Anna Burgese, the petite wife of a wealthy suburban Philadelphia homebuilder, claims in the federal lawsuit that as many as 10 prostitutes pounced on her in the hotel lobby on Jan. 19. They mistakenly believed that she was encroaching on their turf, according to Miami Beach police.
Instead of helping Burgese catch the attackers, the suit contends that the prostitute-friendly hotel put the women in a taxi to facilitate their escape.
The W, owned by Starwood Hotels & Resorts, is one of South Beachs most exclusive and trendiest hotels. Rooms range from $449 to more than $5,000 a night. A spokesman for the hotel chain had no comment, citing the pending litigation.

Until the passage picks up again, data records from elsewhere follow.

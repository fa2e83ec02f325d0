//! Flattening of Kubernetes list responses into dashboard summary records
//!
//! Every record field has a documented fallback so that sparse objects
//! still render. Records serialize in camelCase.

mod networking;
mod nodes;
mod workloads;

pub use networking::{format_ingress, format_service, IngressSummary, ServiceSummary};
pub use nodes::{count_pods_by_node, format_node, format_nodes, NodeSummary};
pub use workloads::{
    format_deployment, format_namespace, format_pod, DeploymentSummary, NamespaceSummary,
    PodSummary,
};

use crate::objects::ObjectMeta;

/// Placeholder for absent optional strings
pub const NOT_AVAILABLE: &str = "N/A";

fn or_na(value: Option<&String>) -> String {
    value
        .filter(|v| !v.is_empty())
        .cloned()
        .unwrap_or_else(|| NOT_AVAILABLE.to_string())
}

fn created_at(meta: &ObjectMeta) -> String {
    or_na(meta.creation_timestamp.as_ref())
}

fn namespace_of(meta: &ObjectMeta) -> String {
    meta.namespace
        .clone()
        .unwrap_or_else(|| "default".to_string())
}
//! CLI command implementations

pub mod cluster;
pub mod manifests;
pub mod resources;

use panel_lib::ResourceKind;

/// Parse a kind given as plural (`pods`) or kind name (`Pod`, `pod`)
pub fn parse_kind(raw: &str) -> Result<ResourceKind, String> {
    ResourceKind::ALL
        .into_iter()
        .find(|k| k.plural() == raw || k.kind().eq_ignore_ascii_case(raw))
        .ok_or_else(|| {
            let known: Vec<&str> = ResourceKind::ALL.iter().map(|k| k.plural()).collect();
            format!("unknown kind `{}` (expected one of: {})", raw, known.join(", "))
        })
}

/// Panel path of a single object; the namespace only applies to namespaced kinds
pub fn item_path(kind: ResourceKind, namespace: &str, name: &str) -> String {
    if kind.namespaced() {
        format!("kube/{}/{}/{}", kind.plural(), namespace, name)
    } else {
        format!("kube/{}/{}", kind.plural(), name)
    }
}

#[cfg(test)]
mod tests {
    use super::*;

    #[test]
    fn test_parse_kind_accepts_plural_and_kind() {
        assert_eq!(parse_kind("pods"), Ok(ResourceKind::Pod));
        assert_eq!(parse_kind("Deployment"), Ok(ResourceKind::Deployment));
        assert_eq!(parse_kind("ingress"), Ok(ResourceKind::Ingress));
        assert!(parse_kind("secrets").unwrap_err().contains("unknown kind"));
    }

    #[test]
    fn test_item_path() {
        assert_eq!(item_path(ResourceKind::Pod, "shop", "web-0"), "kube/pods/shop/web-0");
        assert_eq!(item_path(ResourceKind::Node, "shop", "cp-1"), "kube/nodes/cp-1");
    }
}
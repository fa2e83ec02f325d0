//! Resource kinds served by the panel and their API paths

use crate::error::ValidationError;
use serde::{Deserialize, Serialize};
use std::fmt;

#[derive(Debug, Clone, Copy, PartialEq, Eq, Hash, Serialize, Deserialize)]
pub enum ResourceKind {
    Node,
    Pod,
    Service,
    Namespace,
    Deployment,
    Ingress,
}

impl ResourceKind {
    pub const ALL: [ResourceKind; 6] = [
        ResourceKind::Node,
        ResourceKind::Pod,
        ResourceKind::Service,
        ResourceKind::Namespace,
        ResourceKind::Deployment,
        ResourceKind::Ingress,
    ];

    /// Value of the manifest `kind` field
    pub fn kind(&self) -> &'static str {
        match self {
            ResourceKind::Node => "Node",
            ResourceKind::Pod => "Pod",
            ResourceKind::Service => "Service",
            ResourceKind::Namespace => "Namespace",
            ResourceKind::Deployment => "Deployment",
            ResourceKind::Ingress => "Ingress",
        }
    }

    /// Value of the manifest `apiVersion` field
    pub fn api_version(&self) -> &'static str {
        match self {
            ResourceKind::Node
            | ResourceKind::Pod
            | ResourceKind::Service
            | ResourceKind::Namespace => "v1",
            ResourceKind::Deployment => "apps/v1",
            ResourceKind::Ingress => "networking.k8s.io/v1",
        }
    }

    /// Lowercase plural used in both the panel routes and the API paths
    pub fn plural(&self) -> &'static str {
        match self {
            ResourceKind::Node => "nodes",
            ResourceKind::Pod => "pods",
            ResourceKind::Service => "services",
            ResourceKind::Namespace => "namespaces",
            ResourceKind::Deployment => "deployments",
            ResourceKind::Ingress => "ingresses",
        }
    }

    pub fn namespaced(&self) -> bool {
        !matches!(self, ResourceKind::Node | ResourceKind::Namespace)
    }

    pub fn from_plural(plural: &str) -> Option<Self> {
        Self::ALL.into_iter().find(|k| k.plural() == plural)
    }

    fn api_root(&self) -> &'static str {
        match self.api_version() {
            "v1" => "/api/v1",
            "apps/v1" => "/apis/apps/v1",
            _ => "/apis/networking.k8s.io/v1",
        }
    }

    /// Collection path; `None` lists namespaced kinds across all namespaces
    pub fn collection_path(&self, namespace: Option<&str>) -> String {
        match namespace {
            Some(ns) if self.namespaced() => {
                format!("{}/namespaces/{}/{}", self.api_root(), ns, self.plural())
            }
            _ => format!("{}/{}", self.api_root(), self.plural()),
        }
    }

    /// Path of a single object; the namespace is ignored for cluster-scoped kinds
    pub fn item_path(&self, namespace: Option<&str>, name: &str) -> String {
        format!("{}/{}", self.collection_path(namespace), name)
    }
}

impl fmt::Display for ResourceKind {
    fn fmt(&self, f: &mut fmt::Formatter<'_>) -> fmt::Result {
        f.write_str(self.kind())
    }
}

/// Reject path segments that are not valid object names
pub fn validate_object_name(field: &'static str, value: &str) -> Result<(), ValidationError> {
    let valid = !value.is_empty()
        && value.len() <= 253
        && value
            .chars()
            .all(|c| c.is_ascii_lowercase() || c.is_ascii_digit() || c == '-' || c == '.')
        && !value.starts_with(['-', '.'])
        && !value.contains("..");

    if valid {
        Ok(())
    } else {
        Err(ValidationError::invalid(
            field,
            format!("`{}` is not a valid object name", value),
        ))
    }
}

Prostitution has flourished since the first hotels and tourists arrived on Miami Beach. Wholesome, smartly dressed call girls were a staple in the legendary Poodle Lounge at the Fontainebleau hotel in the 1950s. But over the past decade, Miami Beachs prostitution rings have taken on a more sophisticated and sinister side, involving sex-trafficking and women from Eastern European countries, known as B-girls, who fleece deep-pocketed tourists.
Its just the nature of the beast. Youre going to have prostitution anywhere that you have money, Miami Beach police spokesman Bobby Hernandez said Monday of the escort trade, which is so notorious that the social media site Yelp even has a category for rating Miami hookers.

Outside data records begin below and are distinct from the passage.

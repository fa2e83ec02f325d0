//! Manifests submitted for create and update
//!
//! A manifest arrives either as structured JSON or as text (YAML or JSON),
//! is normalized into the shape the API server accepts, and is checked
//! against the identity given by the request path before it is sent.

mod normalize;
mod structured;
mod timestamps;

#[cfg(test)]
mod tests;

pub use normalize::{normalize_for_create, normalize_for_update, SERVER_METADATA_FIELDS};
pub use structured::StructuredOrEmpty;
pub use timestamps::{canonicalize_timestamps, TIMESTAMP_KEYS};

use crate::error::ValidationError;
use crate::kinds::{validate_object_name, ResourceKind};
use serde::Serialize;
use serde_json::{Map, Value};

/// A normalized manifest ready to be sent to the API server
#[derive(Debug, Clone, PartialEq, Serialize)]
#[serde(transparent)]
pub struct Manifest(Map<String, Value>);

impl Manifest {
    pub(crate) fn from_map(map: Map<String, Value>) -> Self {
        Self(map)
    }

    pub fn api_version(&self) -> Option<&str> {
        self.0.get("apiVersion").and_then(Value::as_str)
    }

    pub fn kind(&self) -> Option<&str> {
        self.0.get("kind").and_then(Value::as_str)
    }

    fn metadata_str(&self, key: &str) -> Option<&str> {
        self.0
            .get("metadata")
            .and_then(|m| m.get(key))
            .and_then(Value::as_str)
    }

    pub fn name(&self) -> Option<&str> {
        self.metadata_str("name")
    }

    pub fn namespace(&self) -> Option<&str> {
        self.metadata_str("namespace")
    }

    pub fn as_map(&self) -> &Map<String, Value> {
        &self.0
    }

    pub fn into_value(self) -> Value {
        Value::Object(self.0)
    }
}

/// Identity an update request is addressed to
#[derive(Debug, Clone, PartialEq, Eq)]
pub struct UpdateTarget {
    pub kind: ResourceKind,
    pub name: String,
    pub namespace: Option<String>,
}

impl UpdateTarget {
    /// Build a target from path parameters. Namespaced kinds require a
    /// namespace, cluster-scoped kinds ignore it.
    pub fn new(
        kind: ResourceKind,
        namespace: Option<&str>,
        name: &str,
    ) -> Result<Self, ValidationError> {
        validate_object_name("name", name)?;

        let namespace = if kind.namespaced() {
            let ns = namespace.ok_or(ValidationError::MissingField("namespace"))?;
            validate_object_name("namespace", ns)?;
            Some(ns.to_string())
        } else {
            None
        };

        Ok(Self {
            kind,
            name: name.to_string(),
            namespace,
        })
    }

    pub fn item_path(&self) -> String {
        self.kind.item_path(self.namespace.as_deref(), &self.name)
    }
}

/// Parse a text manifest (YAML, which also covers JSON) into structured form
pub fn parse_manifest_text(text: &str) -> Result<Value, ValidationError> {
    let value: Value =
        serde_yaml::from_str(text).map_err(|e| ValidationError::Parse(e.to_string()))?;

    if value.is_object() {
        Ok(value)
    } else {
        Err(ValidationError::invalid("manifest", "must be a mapping"))
    }
}

/// Accept a structured manifest, a JSON string holding a text manifest, or
/// an envelope `{"manifest": "<text>"}`
pub fn resolve_manifest_input(input: Value) -> Result<Value, ValidationError> {
    match input {
        Value::String(text) => parse_manifest_text(&text),
        Value::Object(map) if !map.contains_key("kind") => match map.get("manifest") {
            Some(Value::String(text)) => parse_manifest_text(text),
            _ => Ok(Value::Object(map)),
        },
        other => Ok(other),
    }
}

Burgese, 34, and her husband, Joseph Burgese, 50, of Medford, N.J., have been patrons of the hotel for years, visiting so often they keep their Rolls Royce parked there, according to their lawyer, Lance Rogers of Philadelphia.
Theyve spent thousands and thousands of dollars at this hotel, Rogers said. The couple is on a cruise off the coast of Italy and could not be reached.

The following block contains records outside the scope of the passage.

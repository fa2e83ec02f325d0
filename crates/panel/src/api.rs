//! HTTP API of the panel: resource routes, health checks and Prometheus metrics

use axum::{
    body::Bytes,
    extract::{Path, Query, State},
    http::{header::CONTENT_TYPE, HeaderMap, StatusCode},
    response::{IntoResponse, Response},
    routing::get,
    Json, Router,
};
use panel_lib::{
    health::{ComponentStatus, HealthRegistry},
    gateway::UpstreamResponse,
    Dashboard, PanelError, ResourceKind, ValidationError,
};
use prometheus::{Encoder, TextEncoder};
use serde::Deserialize;
use serde_json::{json, Value};
use std::sync::Arc;
use tower_http::trace::TraceLayer;
use tracing::info;

/// Shared application state
pub struct AppState {
    pub dashboard: Dashboard,
    pub health_registry: HealthRegistry,
}

impl AppState {
    pub fn new(dashboard: Dashboard, health_registry: HealthRegistry) -> Self {
        Self {
            dashboard,
            health_registry,
        }
    }
}

type SharedState = State<Arc<AppState>>;

/// Error answer of the resource routes. Upstream errors keep the status and
/// body of the API server.
pub struct ApiError(PanelError);

impl From<PanelError> for ApiError {
    fn from(err: PanelError) -> Self {
        ApiError(err)
    }
}

impl From<ValidationError> for ApiError {
    fn from(err: ValidationError) -> Self {
        ApiError(PanelError::Validation(err))
    }
}

impl IntoResponse for ApiError {
    fn into_response(self) -> Response {
        let status = match &self.0 {
            PanelError::Upstream { status, body } => {
                let status = StatusCode::from_u16(*status).unwrap_or(StatusCode::BAD_GATEWAY);
                return (status, Json(body.clone())).into_response();
            }
            PanelError::Validation(_) => StatusCode::UNPROCESSABLE_ENTITY,
            PanelError::Transport(_) | PanelError::Decode { .. } | PanelError::Config(_) => {
                StatusCode::INTERNAL_SERVER_ERROR
            }
        };

        let body = json!({
            "error": self.0.kind(),
            "message": self.0.to_string(),
        });
        (status, Json(body)).into_response()
    }
}

type ApiResult<T> = Result<T, ApiError>;

/// Successful write answered with the API server's own status code
fn upstream_reply(response: UpstreamResponse) -> (StatusCode, Json<Value>) {
    let status = StatusCode::from_u16(response.status).unwrap_or(StatusCode::OK);
    (status, Json(response.body))
}

#[derive(Debug, Default, Deserialize)]
pub struct ListQuery {
    pub namespace: Option<String>,
}

/// Health check response - returns 200 if healthy, 503 if unhealthy
async fn healthz(State(state): SharedState) -> impl IntoResponse {
    let health = state.health_registry.health().await;

    let status_code = match health.status {
        ComponentStatus::Healthy => StatusCode::OK,
        ComponentStatus::Degraded => StatusCode::OK, // Still serving
        ComponentStatus::Unhealthy => StatusCode::SERVICE_UNAVAILABLE,
    };

    (status_code, Json(health))
}

/// Readiness check response - returns 200 if ready, 503 if not ready
async fn readyz(State(state): SharedState) -> impl IntoResponse {
    let readiness = state.health_registry.readiness().await;

    let status_code = if readiness.ready {
        StatusCode::OK
    } else {
        StatusCode::SERVICE_UNAVAILABLE
    };

    (status_code, Json(readiness))
}

/// Prometheus metrics endpoint
async fn metrics() -> Response {
    let encoder = TextEncoder::new();
    let metric_families = prometheus::gather();
    let mut buffer = Vec::new();

    if let Err(e) = encoder.encode(&metric_families, &mut buffer) {
        return (StatusCode::INTERNAL_SERVER_ERROR, e.to_string()).into_response();
    }

    (
        StatusCode::OK,
        [(CONTENT_TYPE, "text/plain; charset=utf-8")],
        buffer,
    )
        .into_response()
}

async fn api_versions(State(state): SharedState) -> ApiResult<Json<Value>> {
    Ok(Json(state.dashboard.api_versions().await?))
}

async fn cluster_metrics(State(state): SharedState) -> ApiResult<Json<Value>> {
    let metrics = state.dashboard.cluster_metrics().await?;
    let value = serde_json::to_value(metrics).map_err(|e| PanelError::Decode {
        path: "cluster metrics".to_string(),
        message: e.to_string(),
    })?;
    Ok(Json(value))
}

/// A JSON body is a structured manifest or an envelope around a text
/// manifest, anything else is the text manifest itself
fn manifest_body(headers: &HeaderMap, body: &Bytes) -> Result<Value, ValidationError> {
    let is_json = headers
        .get(CONTENT_TYPE)
        .and_then(|v| v.to_str().ok())
        .map(|ct| ct.starts_with("application/json"))
        .unwrap_or(false);

    if is_json {
        serde_json::from_slice(body).map_err(|e| ValidationError::Parse(e.to_string()))
    } else {
        let text = std::str::from_utf8(body)
            .map_err(|_| ValidationError::Parse("body is not valid UTF-8".to_string()))?;
        Ok(Value::String(text.to_string()))
    }
}

async fn list(
    state: Arc<AppState>,
    kind: ResourceKind,
    query: ListQuery,
) -> ApiResult<Json<Value>> {
    let namespace = query.namespace.filter(|ns| !ns.is_empty());
    Ok(Json(state.dashboard.list(kind, namespace.as_deref()).await?))
}

async fn create(
    state: Arc<AppState>,
    kind: ResourceKind,
    headers: HeaderMap,
    body: Bytes,
) -> ApiResult<(StatusCode, Json<Value>)> {
    let manifest = manifest_body(&headers, &body)?;
    let created = state.dashboard.create(kind, manifest).await?;
    Ok(upstream_reply(created))
}

async fn get_object(
    state: Arc<AppState>,
    kind: ResourceKind,
    namespace: Option<String>,
    name: String,
) -> ApiResult<Json<Value>> {
    Ok(Json(
        state.dashboard.get(kind, namespace.as_deref(), &name).await?,
    ))
}

async fn update_object(
    state: Arc<AppState>,
    kind: ResourceKind,
    namespace: Option<String>,
    name: String,
    headers: HeaderMap,
    body: Bytes,
) -> ApiResult<(StatusCode, Json<Value>)> {
    let manifest = manifest_body(&headers, &body)?;
    let updated = state
        .dashboard
        .update_at(kind, namespace.as_deref(), &name, manifest)
        .await?;
    Ok(upstream_reply(updated))
}

async fn delete_object(
    state: Arc<AppState>,
    kind: ResourceKind,
    namespace: Option<String>,
    name: String,
) -> ApiResult<(StatusCode, Json<Value>)> {
    let deleted = state
        .dashboard
        .delete(kind, namespace.as_deref(), &name)
        .await?;
    Ok(upstream_reply(deleted))
}

/// Routes of one resource kind. Nodes are read-only, namespaced kinds are
/// addressed by namespace and name.
fn kind_routes(kind: ResourceKind) -> Router<Arc<AppState>> {
    let collection = format!("/kube/{}", kind.plural());

    let mut collection_route = get(
        move |State(state): SharedState, Query(query): Query<ListQuery>| list(state, kind, query),
    );
    if kind != ResourceKind::Node {
        collection_route = collection_route.post(
            move |State(state): SharedState, headers: HeaderMap, body: Bytes| {
                create(state, kind, headers, body)
            },
        );
    }

    let router = Router::new().route(&collection, collection_route);

    match kind {
        ResourceKind::Node => router.route(
            &format!("{}/:name", collection),
            get(move |State(state): SharedState, Path(name): Path<String>| {
                get_object(state, kind, None, name)
            }),
        ),
        ResourceKind::Namespace => router.route(
            &format!("{}/:name", collection),
            get(move |State(state): SharedState, Path(name): Path<String>| {
                get_object(state, kind, None, name)
            })
            .put(
                move |State(state): SharedState,
                      Path(name): Path<String>,
                      headers: HeaderMap,
                      body: Bytes| {
                    update_object(state, kind, None, name, headers, body)
                },
            )
            .delete(move |State(state): SharedState, Path(name): Path<String>| {
                delete_object(state, kind, None, name)
            }),
        ),
        _ => router.route(
            &format!("{}/:namespace/:name", collection),
            get(
                move |State(state): SharedState,
                      Path((namespace, name)): Path<(String, String)>| {
                    get_object(state, kind, Some(namespace), name)
                },
            )
            .put(
                move |State(state): SharedState,
                      Path((namespace, name)): Path<(String, String)>,
                      headers: HeaderMap,
                      body: Bytes| {
                    update_object(state, kind, Some(namespace), name, headers, body)
                },
            )
            .delete(
                move |State(state): SharedState,
                      Path((namespace, name)): Path<(String, String)>| {
                    delete_object(state, kind, Some(namespace), name)
                },
            ),
        ),
    }
}

/// Create the API router
pub fn create_router(state: Arc<AppState>) -> Router {
    let mut router = Router::new()
        .route("/healthz", get(healthz))
        .route("/readyz", get(readyz))
        .route("/metrics", get(metrics))
        .route("/kube/api", get(api_versions))
        .route("/kube/metrics", get(cluster_metrics));

    for kind in ResourceKind::ALL {
        router = router.merge(kind_routes(kind));
    }

    router.layer(TraceLayer::new_for_http()).with_state(state)
}

/// Start the API server
pub async fn serve(port: u16, state: Arc<AppState>) -> anyhow::Result<()> {
    let app = create_router(state);

    let addr = format!("0.0.0.0:{}", port);
    info!(addr = %addr, "Starting panel API server");

    let listener = tokio::net::TcpListener::bind(&addr).await?;
    axum::serve(listener, app).await?;

    Ok(())
}

#[cfg(test)]
mod tests {
    use super::*;

    fn headers(content_type: &str) -> HeaderMap {
        let mut headers = HeaderMap::new();
        headers.insert(CONTENT_TYPE, content_type.parse().unwrap());
        headers
    }

    #[test]
    fn test_json_body_is_structured() {
        let body = Bytes::from_static(br#"{"kind":"Pod"}"#);
        let value = manifest_body(&headers("application/json; charset=utf-8"), &body).unwrap();
        assert_eq!(value["kind"], "Pod");
    }

    #[test]
    fn test_other_content_types_are_text() {
        let body = Bytes::from_static(b"kind: Pod\n");
        let value = manifest_body(&headers("application/yaml"), &body).unwrap();
        assert_eq!(value, Value::String("kind: Pod\n".to_string()));

        let value = manifest_body(&HeaderMap::new(), &body).unwrap();
        assert!(value.is_string());
    }

    #[test]
    fn test_malformed_json_is_a_parse_error() {
        let body = Bytes::from_static(b"{not json");
        let err = manifest_body(&headers("application/json"), &body).unwrap_err();
        assert!(matches!(err, ValidationError::Parse(_)));
    }

    #[test]
    fn test_upstream_reply_keeps_status() {
        let (status, Json(body)) = upstream_reply(UpstreamResponse {
            status: 202,
            body: json!({"kind": "Status"}),
        });
        assert_eq!(status, StatusCode::ACCEPTED);
        assert_eq!(body["kind"], "Status");
    }

    #[test]
    fn test_upstream_error_keeps_status() {
        let response = ApiError(PanelError::Upstream {
            status: 409,
            body: json!({"reason": "AlreadyExists"}),
        })
        .into_response();
        assert_eq!(response.status(), StatusCode::CONFLICT);

        let response = ApiError(PanelError::Transport("refused".to_string())).into_response();
        assert_eq!(response.status(), StatusCode::INTERNAL_SERVER_ERROR);
    }
}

In the suit, filed last week, Burgese claims that the assault was unprovoked and that the prostitutes threw her face-first against a stone wall in front of hotel employees. Her husband, who was on crutches, had been a few steps ahead of her when the attack began. He fought the women off with his crutches, Rogers said.
Miami Beach police apparently werent surprised, Rogers said.
They told her that the women were hookers who were likely drunk or on drugs and mistakenly thought Anna was a prostitute, the lawyer said.
Anna Burgese, who is 5-foot-1 and 105 pounds, was tackled to the ground, and suffered a scrape on her knee and a bloody lip, according to the Miami Beach police report. The report said that the hotels security escorted one or more of the culprits outside, where the women caught a cab. Burgese told police that she overheard a hotel employee say that he knew one of the women, but later claimed he could not identify her to investigators.
While there are several surveillance cameras in the hotels lobby, Hernandez said Monday that investigators did not view or obtain copies of the video because the case was classified as a simple assault, a crime that is typically not investigated.